= Exercise =
Please report every line from the material that contains the word "bold".
┌────────
//! Command-line interface for the scraper.

use std::path::PathBuf;
use std::time::{Duration, Instant};

use clap::builder::BoolishValueParser;
use clap::Parser;
use console::style;
use indicatif::{ProgressBar, ProgressStyle};

use crate::config::{Layout, RunOptions};
use crate::error::Result;
use crate::http::{create_client, Throttle};
use crate::imdb::ImdbSource;
use crate::readme::git_available;
use crate::scrape::run_scrape;

/// IMDb Awards - Scrape award nominations and winners per event into YAML.
///
/// Every flag can also be set through its environment variable, which takes
/// any of `true`/`false`, `yes`/`no`, `on`/`off` or `1`/`0` in any case.
#[derive(Parser, Debug)]
#[command(name = "imdb-awards")]
#[command(version, about, long_about = None)]
pub struct Cli {
    /// Run without random sleep timers between requests.
    #[arg(long, env = "NO_SLEEP", value_parser = BoolishValueParser::new())]
    pub no_sleep: bool,

    /// Run a completely clean run.
    #[arg(long, env = "CLEAN", value_parser = BoolishValueParser::new())]
    pub clean: bool,

    /// Run with extra trace logs.
    #[arg(long, env = "TRACE", value_parser = BoolishValueParser::new())]
    pub trace: bool,

    /// Run with every request logged.
    #[arg(long, env = "LOG_REQUESTS", value_parser = BoolishValueParser::new())]
    pub log_requests: bool,

    /// Directory holding event_ids.yml, events/ and README.md
    #[arg(long, env = "AWARDS_BASE_DIR", default_value = ".")]
    pub base_dir: PathBuf,
}

impl Cli {
    pub fn options(&self) -> RunOptions {
        RunOptions {
            no_sleep: self.no_sleep,
            clean: self.clean,
            trace: self.trace,
            log_requests: self.log_requests,
        }
    }
}

/// Default log filter for a set of run options.
///
/// Used when `RUST_LOG` is not set.
pub fn default_log_filter(options: &RunOptions) -> String {
    if options.trace {
        return "warn,imdb_awards=trace".to_string();
    }
    let mut filter = "warn".to_string();
    if options.log_requests {
        filter.push_str(",imdb_awards::http=debug");
    }
    filter
}

/// Check the environment before doing any work.
///
/// Returns a diagnostic message when the run cannot start.
pub fn preflight(layout: &Layout) -> Option<String> {
    if !layout.event_ids().is_file() {
        return Some(format!(
            "Event list not found: {}",
            layout.event_ids().display()
        ));
    }
    if !git_available() {
        return Some("git is not installed or not on PATH".to_string());
    }
    None
}

/// Run the CLI with parsed arguments.
pub fn run(cli: Cli) -> Result<()> {
    let started = Instant::now();
    let options = cli.options();
    let layout = Layout::new(&cli.base_dir);

    if let Some(message) = preflight(&layout) {
        println!("{} {message}", style("Requirements Error:").red().bold());
        return Ok(());
    }

    println!(
        "{} events from {}{}",
        style("Scraping").bold(),
        style(layout.base().display()).cyan(),
        if options.clean {
            style(" (clean run)").yellow().to_string()
        } else {
            String::new()
        }
    );
    println!();

    let pb = if options.trace || options.log_requests {
        // Log lines and a redrawn bar do not mix
        ProgressBar::hidden()
    } else {
        ProgressBar::new(0)
    };
    #[allow(clippy::expect_used)] // Static template string that is guaranteed to be valid
    pb.set_style(
        ProgressStyle::default_bar()
            .template("{spinner:.green} [{pos}/{len}] {msg}")
            .expect("valid template"),
    );
    pb.enable_steady_tick(Duration::from_millis(100));

    let client = create_client()?;
    let mut source = ImdbSource::new(client, Throttle::new(options.no_sleep));

    let report = match run_scrape(&mut source, &layout, &options, &pb) {
        Ok(report) => report,
        Err(e) => {
            pb.finish_and_clear();
            return Err(e);
        }
    };

    pb.finish_and_clear();

    println!("  Events: {}", style(report.events).green());
    println!("  Editions fetched: {}", report.fetched_years);
    println!("  Editions reused: {}", report.reused_years);
    println!(
        "  README: {}",
        if report.readme_updated {
            style("regenerated").green()
        } else {
            style("unchanged").dim()
        }
    );
    println!();
    println!(
        "{} {}",
        style("IMDb Awards Finished - Total Runtime:").green().bold(),
        format_runtime(started.elapsed())
    );

    Ok(())
}

/// Format a duration as `H:MM:SS`.
fn format_runtime(elapsed: Duration) -> String {
    let secs = elapsed.as_secs();
    format!("{}:{:02}:{:02}", secs / 3600, (secs / 60) % 60, secs % 60)
}

#[cfg(test)]
mod tests {
    use super::*;
    use std::sync::Mutex;

    // Parsing reads the process environment, which tests share
    static ENV_LOCK: Mutex<()> = Mutex::new(());

    const FLAG_VARS: [&str; 4] = ["NO_SLEEP", "CLEAN", "TRACE", "LOG_REQUESTS"];

    /// Parse arguments with the given flag variables set and all others unset.
    fn parse_with_env(vars: &[(&str, &str)], args: &[&str]) -> std::result::Result<Cli, clap::Error> {
        let _guard = ENV_LOCK.lock().unwrap_or_else(|e| e.into_inner());
        for var in FLAG_VARS.iter().chain(["AWARDS_BASE_DIR"].iter()) {
            std::env::remove_var(var);
        }
        for (key, value) in vars {
            std::env::set_var(key, value);
        }
        let parsed = Cli::try_parse_from(args);
        for (key, _) in vars {
            std::env::remove_var(key);
        }
        parsed
    }

    #[test]
    fn test_cli_parse_defaults() {
        let cli = parse_with_env(&[], &["imdb-awards"]).unwrap();
        assert!(!cli.no_sleep);
        assert!(!cli.clean);
        assert!(!cli.trace);
        assert!(!cli.log_requests);
        assert_eq!(cli.base_dir, PathBuf::from("."));
    }

    #[test]
    fn test_cli_parse_flags() {
        let cli = parse_with_env(
            &[],
            &["imdb-awards", "--no-sleep", "--clean", "--base-dir", "/data"],
        )
        .unwrap();
        let options = cli.options();
        assert!(options.no_sleep);
        assert!(options.clean);
        assert!(!options.trace);
        assert_eq!(cli.base_dir, PathBuf::from("/data"));
    }

    #[test]
    fn test_cli_env_fallbacks_accept_boolish_values() {
        for value in ["true", "True", "TRUE", "1", "yes", "on"] {
            let cli = parse_with_env(&[("CLEAN", value)], &["imdb-awards"])
                .unwrap_or_else(|e| panic!("CLEAN={value}: {e}"));
            assert!(cli.clean, "CLEAN={value}");
        }
        for value in ["false", "False", "0", "no", "off"] {
            let cli = parse_with_env(&[("CLEAN", value)], &["imdb-awards"])
                .unwrap_or_else(|e| panic!("CLEAN={value}: {e}"));
            assert!(!cli.clean, "CLEAN={value}");
        }
    }

    #[test]
    fn test_cli_env_fallbacks_for_every_flag() {
        let vars: Vec<(&str, &str)> = FLAG_VARS.iter().map(|v| (*v, "True")).collect();
        let options = parse_with_env(&vars, &["imdb-awards"]).unwrap().options();
        assert!(options.no_sleep);
        assert!(options.clean);
        assert!(options.trace);
        assert!(options.log_requests);
    }

    #[test]
    fn test_cli_env_rejects_garbage() {
        assert!(parse_with_env(&[("NO_SLEEP", "maybe")], &["imdb-awards"]).is_err());
    }

    #[test]
    fn test_default_log_filter() {
        assert_eq!(default_log_filter(&RunOptions::default()), "warn");
        let requests = RunOptions {
            log_requests: true,
            ..Default::default()
        };
        assert_eq!(default_log_filter(&requests), "warn,imdb_awards::http=debug");
        let trace = RunOptions {
            trace: true,
            log_requests: true,
            ..Default::default()
        };
        assert_eq!(default_log_filter(&trace), "warn,imdb_awards=trace");
    }

    #[test]
    fn test_format_runtime() {
        assert_eq!(format_runtime(Duration::from_secs(5)), "0:00:05");
        assert_eq!(format_runtime(Duration::from_secs(3725)), "1:02:05");
    }

    #[test]
    fn test_preflight_missing_event_list() {
        let dir = tempfile::tempdir().unwrap();
        let message = preflight(&Layout::new(dir.path())).unwrap();
        assert!(message.contains("event_ids.yml"));
    }
}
└────────
= Response to the task =
        println!("{} {message}", style("Requirements Error:").red().bold());
        style("Scraping").bold(),
        style("IMDb Awards Finished - Total Runtime:").green().bold(),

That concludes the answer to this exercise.